Secondo una ricerca condotta in esclusiva da IPSOS per Save the Children alla vigilia del
Safer Internet Day, il 50% degli adulti e il 58% dei ragazzi accetta che una app acceda ai
propri contatti, pur di usarla, considerandolo il giusto prezzo per essere presenti online; 9
su 10 non fanno nulla per proteggere la propria immagine online, come cancellare post
passati o rimuovere tag del proprio nome da una foto. Quasi un ragazzo su dieci utilizza
carte prepagate o sistemi di pagamento online per scommesse e giochi legali on line, come
poker o casino, riservati agli adulti. Più di 1 su 5 invia video o immagini intime di se stesso
a coetanei e adulti conosciuti in rete, o attiva la webcam per ottenere regali.
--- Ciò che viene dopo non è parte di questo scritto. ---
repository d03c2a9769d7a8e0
mod error;
mod handlers;
mod helpers;
mod router;
mod types;

pub use handlers::core::select_workspace;
pub use router::handle_request;
pub use types::{AppState, Request};
use crate::db;
use crate::ipc::helpers::{
    get_id_or_new, get_level, get_optional_str, get_required_date, get_required_str, with_db,
    HandlerErr,
};
use crate::ipc::types::{AppState, Request};
use crate::model::{Gender, Student};
use rusqlite::Connection;
use serde_json::{json, Value};

fn handle_students_list(conn: &Connection, _params: &Value) -> Result<Value, HandlerErr> {
    let students = db::list_students(conn).map_err(HandlerErr::query)?;
    Ok(json!({ "students": students }))
}

fn handle_students_get(conn: &Connection, params: &Value) -> Result<Value, HandlerErr> {
    let student_id = get_required_str(params, "studentId")?;
    match db::get_student(conn, &student_id).map_err(HandlerErr::query)? {
        Some(student) => Ok(json!({ "student": student })),
        None => Err(HandlerErr::not_found("student not found")
            .with_details(json!({ "studentId": student_id }))),
    }
}

/// Inserts a new student or replaces the one with the same `studentId`.
fn handle_students_create(conn: &Connection, params: &Value) -> Result<Value, HandlerErr> {
    let last_name = get_required_str(params, "lastName")?;
    let first_name = get_required_str(params, "firstName")?;
    let date_of_birth = get_required_date(params, "dateOfBirth")?;
    let gender = get_optional_str(params, "gender")
        .map(|g| Gender::from_str_lossy(&g))
        .unwrap_or(Gender::NotConcerned);
    let level = get_level(params, "level")?;

    let student = Student {
        student_id: get_id_or_new(params, "studentId"),
        last_name,
        first_name,
        date_of_birth,
        gender,
        email: get_optional_str(params, "email"),
        level,
    };
    db::upsert_student(conn, &student).map_err(|e| HandlerErr::insert("students", e))?;

    Ok(json!({ "studentId": student.student_id, "student": student }))
}

fn handle_students_delete(conn: &Connection, params: &Value) -> Result<Value, HandlerErr> {
    let student_id = get_required_str(params, "studentId")?;
    if !db::row_exists(conn, "students", &student_id).map_err(HandlerErr::query)? {
        return Err(HandlerErr::not_found("student not found"));
    }

    let tx = conn
        .unchecked_transaction()
        .map_err(|e| HandlerErr::new("db_tx_failed", e.to_string()))?;

    let removed_subscribes = tx
        .execute("DELETE FROM subscribes WHERE student_id = ?", [&student_id])
        .map_err(|e| HandlerErr::delete("subscribes", e))?;
    tx.execute("DELETE FROM students WHERE id = ?", [&student_id])
        .map_err(|e| HandlerErr::delete("students", e))?;

    tx.commit()
        .map_err(|e| HandlerErr::new("db_commit_failed", e.to_string()))?;

    Ok(json!({ "ok": true, "removedSubscribes": removed_subscribes }))
}

pub fn try_handle(state: &mut AppState, req: &Request) -> Option<Value> {
    match req.method.as_str() {
        "students.list" => Some(with_db(state, req, handle_students_list)),
        "students.get" => Some(with_db(state, req, handle_students_get)),
        "students.create" => Some(with_db(state, req, handle_students_create)),
        "students.delete" => Some(with_db(state, req, handle_students_delete)),
        _ => None,
    }
}
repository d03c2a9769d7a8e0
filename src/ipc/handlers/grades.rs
use crate::calc::{self, Transcript};
use crate::db;
use crate::ipc::helpers::{csv_quote, get_required_str, with_db, write_text_file, HandlerErr};
use crate::ipc::types::{AppState, Request};
use rusqlite::Connection;
use serde_json::{json, Value};

fn load_transcript(conn: &Connection, student_id: &str) -> Result<Transcript, HandlerErr> {
    if !db::row_exists(conn, "students", student_id).map_err(HandlerErr::query)? {
        return Err(HandlerErr::not_found("student not found")
            .with_details(json!({ "studentId": student_id })));
    }
    let subscribes =
        db::subscribes_snapshot(conn, Some(student_id), None).map_err(HandlerErr::query)?;
    let courses = db::courses_snapshot(conn).map_err(HandlerErr::query)?;
    Ok(calc::transcript(student_id, &subscribes, &courses))
}

fn handle_grades_final(conn: &Connection, params: &Value) -> Result<Value, HandlerErr> {
    let student_id = get_required_str(params, "studentId")?;
    let transcript = load_transcript(conn, &student_id)?;
    serde_json::to_value(&transcript).map_err(|e| HandlerErr::new("internal", e.to_string()))
}

fn transcript_csv(t: &Transcript) -> String {
    let mut csv = String::from("course_id,course_name,credits,score\n");
    for row in &t.rows {
        let score = match row.score {
            Some(v) if row.evaluated => v.to_string(),
            _ => "not_evaluated".to_string(),
        };
        csv.push_str(&format!(
            "{},{},{},{}\n",
            csv_quote(&row.course_id),
            csv_quote(&row.course_name),
            row.credits,
            score
        ));
    }
    let final_grade = t
        .final_grade
        .map(|g| format!("{:.2}", g))
        .unwrap_or_else(|| "no_grade".to_string());
    csv.push_str(&format!("final_grade,,{},{}\n", t.evaluated_credits, final_grade));
    csv
}

fn handle_grades_export_csv(conn: &Connection, params: &Value) -> Result<Value, HandlerErr> {
    let student_id = get_required_str(params, "studentId")?;
    let out_path = get_required_str(params, "outPath")?;
    let transcript = load_transcript(conn, &student_id)?;

    write_text_file(&out_path, &transcript_csv(&transcript))?;
    tracing::info!(student = %student_id, path = %out_path, "grade sheet exported");

    Ok(json!({
        "ok": true,
        "rowsExported": transcript.rows.len(),
        "finalGrade": transcript.final_grade,
        "path": out_path
    }))
}

pub fn try_handle(state: &mut AppState, req: &Request) -> Option<Value> {
    match req.method.as_str() {
        "grades.final" => Some(with_db(state, req, handle_grades_final)),
        "grades.exportCsv" => Some(with_db(state, req, handle_grades_export_csv)),
        _ => None,
    }
}

#[cfg(test)]
mod tests {
    use super::*;
    use crate::calc::TranscriptRow;

    #[test]
    fn csv_marks_unevaluated_rows_and_appends_final_grade() {
        let t = Transcript {
            student_id: "s1".into(),
            final_grade: Some(86.666_666),
            evaluated_count: 1,
            evaluated_credits: 15.0,
            rows: vec![
                TranscriptRow {
                    course_id: "c1".into(),
                    course_name: "Art, History".into(),
                    credits: 15.0,
                    score: Some(86.5),
                    evaluated: true,
                },
                TranscriptRow {
                    course_id: "c2".into(),
                    course_name: "Biology".into(),
                    credits: 3.0,
                    score: Some(0.0),
                    evaluated: false,
                },
            ],
        };
        let csv = transcript_csv(&t);
        let lines: Vec<&str> = csv.lines().collect();
        assert_eq!(lines[0], "course_id,course_name,credits,score");
        assert_eq!(lines[1], "c1,\"Art, History\",15,86.5");
        assert_eq!(lines[2], "c2,Biology,3,not_evaluated");
        assert_eq!(lines[3], "final_grade,,15,86.67");
    }
}
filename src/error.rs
//! Error types for librarian
//!
//! One enum per program: the catalog manager and the calorie tracker.

use thiserror::Error;

/// Result type alias using CatalogError
pub type Result<T> = std::result::Result<T, CatalogError>;

/// Error type for catalog store operations
#[derive(Debug, Error)]
pub enum CatalogError {
    // -------------------------------------------------------------------------
    // I/O Errors
    // -------------------------------------------------------------------------
    #[error("IO error: {0}")]
    Io(#[from] std::io::Error),

    // -------------------------------------------------------------------------
    // Validation Errors
    // -------------------------------------------------------------------------
    #[error("Catalog JSON is invalid: {0}")]
    Json(#[from] serde_json::Error),

    #[error("Catalog JSON root must be a list")]
    InvalidRoot,

    #[error("A book with this ISBN already exists: {0}")]
    DuplicateIsbn(String),

    // -------------------------------------------------------------------------
    // Lookup / Status Errors
    // -------------------------------------------------------------------------
    #[error("No book with ISBN {0}")]
    NotFound(String),

    #[error("Book {0} is already issued")]
    AlreadyIssued(String),

    #[error("Book {0} is not issued")]
    NotIssued(String),
}

/// Error type for the calorie tracker session
#[derive(Debug, Error)]
pub enum TrackerError {
    #[error("IO error: {0}")]
    Io(#[from] std::io::Error),

    #[error("Invalid calorie count: {0:?}")]
    InvalidCalories(String),
}
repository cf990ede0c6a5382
//! Catalog Module
//!
//! Book records and the store that persists them.
//!
//! ## File Format
//! A top-level JSON array of objects:
//!
//! ```text
//! [
//!   { "title": "Dune", "author": "Herbert", "isbn": "111", "status": "available" }
//! ]
//! ```
//!
//! `status` is `available` or `issued`; anything else reads as `available`.

mod book;
mod store;

pub use book::{Book, BookStatus};
pub use store::CatalogStore;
Adulti e ragazzi vivono una vita sempre più social, con una media di più di 5 profili a testa, e sono
sempre più connessi via smartphone (il 95% degli adulti e il 97% dei ragazzi ne possiede uno), ma
sono quasi del tutto inconsapevoli delle conseguenze delle loro attività in rete: sanno che mentre
navigano i loro dati vengono registrati (i due terzi sia degli adulti che dei ragazzi) anche se non
sanno esattamente quali; se ne dicono preoccupati (l’80% di entrambi i gruppi di riferimento), ma
hanno ormai interiorizzato l'idea che la loro cessione sia il giusto prezzo per essere presenti
on line e accedere ai servizi che interessano loro (circa il 90% di tutti coloro che consentono ad
un’app l’accesso ai propri contatti).
Questo lo scenario che emerge dalla ricerca inedita di IPSOS per Save the Children su “Il
consenso in ambiente digitale: percezione e consapevolezza tra i teen1 e gli adulti2”, diffusa
oggi alla vigilia del Safer Internet Day, la giornata annuale per la promozione di un utilizzo sicuro e
responsabile delle tecnologie digitali.
1
Indagine su campione rappresentativo della popolazione italiana di età compresa tra 12 e 17 anni. Campione stratificato e casuale,
selezionato in base a quote di genere, età, area geografica di residenza ed ampiezza centro. Al campione in rientro è stata applicata
una ponderazione (con metodo RIM weighting) per tutte le variabili di campionamento. 804 interviste complete
2
Indagine su campione rappresentativo della popolazione italiana adulta, 25-65 anni. Campione stratificato e casuale, selezionato in
base a quote di genere, età, area geografica di residenza ed ampiezza centro. Al campione in rientro è stata applicata una
ponderazione (con metodo RIM weighting) per tutte le variabili di campionamento. 801 interviste complete
La ricerca rivela inoltre che vi è una scarsa cura della propria storia online sia per gli adulti che per
i ragazzi, che non prevede una “manutenzione” costante dei propri profili e che sembra quasi
esasperare l’importanza esclusiva dell’essere “presente qui e ora”: circa 9 su 10 non compiono
azioni efficaci per proteggere la propria immagine online, come cancellare post passati (solo il
18% dei ragazzi e il 14% degli adulti l’ha fatto almeno una volta), togliere il tag del proprio nome da
una foto postata online (lo fa solo il 12% di entrambi i gruppi di riferimento) o bloccare qualcuno su
Facebook o Whatsapp (lo fa solo il 19% dei ragazzi e il 16% degli adulti).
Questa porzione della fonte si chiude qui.